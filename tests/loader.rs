mod common;

use std::fs;

use chrono::NaiveDate;
use rust_xlsxwriter::Workbook;

use oddslab::LabError;
use oddslab::loader::{TableKind, load_matches, load_table};

use common::{fixture_path, read_fixture};

#[test]
fn history_is_sorted_and_bad_rows_counted() {
    let (records, report) =
        load_matches(&fixture_path("history_small.csv"), TableKind::Historical).unwrap();
    assert_eq!(report.rows_read, 6);
    assert_eq!(report.skipped_odds, 1);
    assert_eq!(report.loaded, 5);
    assert_eq!(records.len(), 5);

    let dates: Vec<_> = records.iter().filter_map(|r| r.date).collect();
    let mut sorted = dates.clone();
    sorted.sort();
    assert_eq!(dates, sorted);
    assert_eq!(records[0].home, "Gamma");
    assert_eq!(records[0].date, NaiveDate::from_ymd_opt(2024, 1, 1));
}

#[test]
fn semicolon_file_with_decimal_commas() {
    let dir = tempfile::tempdir().unwrap();
    let path = dir.path().join("history.csv");
    let raw = read_fixture("history_small.csv");
    let converted: String = raw
        .lines()
        .map(|line| {
            // Decimal points become commas once the delimiter is a semicolon.
            let cells: Vec<String> = line.split(',').map(|c| c.replace('.', ",")).collect();
            cells.join(";") + "\n"
        })
        .collect();
    fs::write(&path, converted).unwrap();

    let (records, _) = load_matches(&path, TableKind::Historical).unwrap();
    assert_eq!(records.len(), 5);
    let gamma = records.iter().find(|r| r.home == "Gamma").unwrap();
    assert_eq!(gamma.odds.values[0], 2.5);
}

#[test]
fn missing_columns_are_all_reported() {
    let dir = tempfile::tempdir().unwrap();
    let path = dir.path().join("broken.csv");
    let raw = read_fixture("history_small.csv")
        .replace("Odd_CS_0x1_Lay", "CS01")
        .replace("Goals_A", "GA");
    fs::write(&path, raw).unwrap();

    let err = load_matches(&path, TableKind::Historical).unwrap_err();
    match err {
        LabError::MissingColumns { columns } => {
            assert_eq!(columns, ["Goals_A", "Odd_CS_0x1_Lay"]);
        }
        other => panic!("unexpected error: {other}"),
    }
}

#[test]
fn unsupported_extension_is_rejected() {
    let dir = tempfile::tempdir().unwrap();
    let path = dir.path().join("history.json");
    fs::write(&path, "{}").unwrap();
    assert!(matches!(
        load_table(&path),
        Err(LabError::UnsupportedFormat { .. })
    ));
}

#[test]
fn reads_first_worksheet_of_xlsx() {
    let dir = tempfile::tempdir().unwrap();
    let path = dir.path().join("fixtures.xlsx");
    let raw = read_fixture("fixtures_small.csv");

    let mut workbook = Workbook::new();
    let sheet = workbook.add_worksheet();
    for (r, line) in raw.lines().enumerate() {
        for (c, cell) in line.split(',').enumerate() {
            match cell.parse::<f64>() {
                Ok(n) if r > 0 => sheet.write_number(r as u32, c as u16, n),
                _ => sheet.write_string(r as u32, c as u16, cell),
            }
            .unwrap();
        }
    }
    workbook.save(&path).unwrap();

    let (records, report) = load_matches(&path, TableKind::Fixtures).unwrap();
    assert_eq!(report.loaded, 5);
    assert_eq!(records[0].home, "Gamma");
    assert_eq!(records[0].odds.values[0], 1.9);
    assert_eq!(records[0].date, NaiveDate::from_ymd_opt(2024, 2, 1));
}

fn history_with_rows(rows: &[(&str, &str, &str)]) -> String {
    let raw = read_fixture("history_small.csv");
    let header = raw.lines().next().unwrap();
    let mut out = format!("{header}\n");
    for (date, time, home) in rows {
        out.push_str(&format!(
            "{date},ENGLAND - PREMIER LEAGUE,{time},{home},Away,1,0,2.00,3.40,3.50,1.90,1.95,1.85,2.00,10.0,12.0,9.0\n"
        ));
    }
    out
}

fn load_homes(raw: &str) -> Vec<String> {
    let dir = tempfile::tempdir().unwrap();
    let path = dir.path().join("history.csv");
    fs::write(&path, raw).unwrap();
    let (records, _) = load_matches(&path, TableKind::Historical).unwrap();
    records.into_iter().map(|r| r.home).collect()
}

#[test]
fn kickoff_times_sort_as_clock_times() {
    let raw = history_with_rows(&[
        ("2024-01-01", "15:00", "Late"),
        ("2024-01-01", "9:30", "Early"),
        ("2023-12-31", "20:00", "DayBefore"),
    ]);
    assert_eq!(load_homes(&raw), ["DayBefore", "Early", "Late"]);
}

#[test]
fn undated_rows_keep_their_file_position() {
    let raw = history_with_rows(&[
        ("2024-01-01", "15:00", "First"),
        ("2024-01-02", "15:00", "Second"),
        ("", "12:00", "NewestUndated"),
    ]);
    assert_eq!(load_homes(&raw), ["First", "Second", "NewestUndated"]);

    // An undated row sticks to the row above it when that row moves.
    let raw = history_with_rows(&[
        ("2024-01-02", "15:00", "Second"),
        ("", "", "AfterSecond"),
        ("2024-01-01", "15:00", "First"),
    ]);
    assert_eq!(load_homes(&raw), ["First", "Second", "AfterSecond"]);
}

#[test]
fn numeric_excel_serial_dates_are_read() {
    let raw = history_with_rows(&[("45352", "15:00", "Serial")]);
    let dir = tempfile::tempdir().unwrap();
    let path = dir.path().join("history.csv");
    fs::write(&path, raw).unwrap();
    let (records, _) = load_matches(&path, TableKind::Historical).unwrap();
    assert_eq!(records[0].date, NaiveDate::from_ymd_opt(2024, 3, 1));
}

- - - - -

How to complete this task
All entries above are to be reproduced exactly.

Exercise response
filename tests/loader.rs
mod common;

use std::fs;

use chrono::NaiveDate;
use rust_xlsxwriter::Workbook;

use oddslab::LabError;
use oddslab::loader::{TableKind, load_matches, load_table};

use common::{fixture_path, read_fixture};

#[test]
fn history_is_sorted_and_bad_rows_counted() {
    let (records, report) =
        load_matches(&fixture_path("history_small.csv"), TableKind::Historical).unwrap();
    assert_eq!(report.rows_read, 6);
    assert_eq!(report.skipped_odds, 1);
    assert_eq!(report.loaded, 5);
    assert_eq!(records.len(), 5);

    let dates: Vec<_> = records.iter().filter_map(|r| r.date).collect();
    let mut sorted = dates.clone();
    sorted.sort();
    assert_eq!(dates, sorted);
    assert_eq!(records[0].home, "Gamma");
    assert_eq!(records[0].date, NaiveDate::from_ymd_opt(2024, 1, 1));
}

#[test]
fn semicolon_file_with_decimal_commas() {
    let dir = tempfile::tempdir().unwrap();
    let path = dir.path().join("history.csv");
    let raw = read_fixture("history_small.csv");
    let converted: String = raw
        .lines()
        .map(|line| {
            // Decimal points become commas once the delimiter is a semicolon.
            let cells: Vec<String> = line.split(',').map(|c| c.replace('.', ",")).collect();
            cells.join(";") + "\n"
        })
        .collect();
    fs::write(&path, converted).unwrap();

    let (records, _) = load_matches(&path, TableKind::Historical).unwrap();
    assert_eq!(records.len(), 5);
    let gamma = records.iter().find(|r| r.home == "Gamma").unwrap();
    assert_eq!(gamma.odds.values[0], 2.5);
}

#[test]
fn missing_columns_are_all_reported() {
    let dir = tempfile::tempdir().unwrap();
    let path = dir.path().join("broken.csv");
    let raw = read_fixture("history_small.csv")
        .replace("Odd_CS_0x1_Lay", "CS01")
        .replace("Goals_A", "GA");
    fs::write(&path, raw).unwrap();

    let err = load_matches(&path, TableKind::Historical).unwrap_err();
    match err {
        LabError::MissingColumns { columns } => {
            assert_eq!(columns, ["Goals_A", "Odd_CS_0x1_Lay"]);
        }
        other => panic!("unexpected error: {other}"),
    }
}

#[test]
fn unsupported_extension_is_rejected() {
    let dir = tempfile::tempdir().unwrap();
    let path = dir.path().join("history.json");
    fs::write(&path, "{}").unwrap();
    assert!(matches!(
        load_table(&path),
        Err(LabError::UnsupportedFormat { .. })
    ));
}

#[test]
fn reads_first_worksheet_of_xlsx() {
    let dir = tempfile::tempdir().unwrap();
    let path = dir.path().join("fixtures.xlsx");
    let raw = read_fixture("fixtures_small.csv");

    let mut workbook = Workbook::new();
    let sheet = workbook.add_worksheet();
    for (r, line) in raw.lines().enumerate() {
        for (c, cell) in line.split(',').enumerate() {
            match cell.parse::<f64>() {
                Ok(n) if r > 0 => sheet.write_number(r as u32, c as u16, n),
                _ => sheet.write_string(r as u32, c as u16, cell),
            }
            .unwrap();
        }
    }
    workbook.save(&path).unwrap();

    let (records, report) = load_matches(&path, TableKind::Fixtures).unwrap();
    assert_eq!(report.loaded, 5);
    assert_eq!(records[0].home, "Gamma");
    assert_eq!(records[0].odds.values[0], 1.9);
    assert_eq!(records[0].date, NaiveDate::from_ymd_opt(2024, 2, 1));
}

fn history_with_rows(rows: &[(&str, &str, &str)]) -> String {
    let raw = read_fixture("history_small.csv");
    let header = raw.lines().next().unwrap();
    let mut out = format!("{header}\n");
    for (date, time, home) in rows {
        out.push_str(&format!(
            "{date},ENGLAND - PREMIER LEAGUE,{time},{home},Away,1,0,2.00,3.40,3.50,1.90,1.95,1.85,2.00,10.0,12.0,9.0\n"
        ));
    }
    out
}

fn load_homes(raw: &str) -> Vec<String> {
    let dir = tempfile::tempdir().unwrap();
    let path = dir.path().join("history.csv");
    fs::write(&path, raw).unwrap();
    let (records, _) = load_matches(&path, TableKind::Historical).unwrap();
    records.into_iter().map(|r| r.home).collect()
}

#[test]
fn kickoff_times_sort_as_clock_times() {
    let raw = history_with_rows(&[
        ("2024-01-01", "15:00", "Late"),
        ("2024-01-01", "9:30", "Early"),
        ("2023-12-31", "20:00", "DayBefore"),
    ]);
    assert_eq!(load_homes(&raw), ["DayBefore", "Early", "Late"]);
}

#[test]
fn undated_rows_keep_their_file_position() {
    let raw = history_with_rows(&[
        ("2024-01-01", "15:00", "First"),
        ("2024-01-02", "15:00", "Second"),
        ("", "12:00", "NewestUndated"),
    ]);
    assert_eq!(load_homes(&raw), ["First", "Second", "NewestUndated"]);

    // An undated row sticks to the row above it when that row moves.
    let raw = history_with_rows(&[
        ("2024-01-02", "15:00", "Second"),
        ("", "", "AfterSecond"),
        ("2024-01-01", "15:00", "First"),
    ]);
    assert_eq!(load_homes(&raw), ["First", "Second", "AfterSecond"]);
}

#[test]
fn numeric_excel_serial_dates_are_read() {
    let raw = history_with_rows(&[("45352", "15:00", "Serial")]);
    let dir = tempfile::tempdir().unwrap();
    let path = dir.path().join("history.csv");
    fs::write(&path, raw).unwrap();
    let (records, _) = load_matches(&path, TableKind::Historical).unwrap();
    assert_eq!(records[0].date, NaiveDate::from_ymd_opt(2024, 3, 1));
}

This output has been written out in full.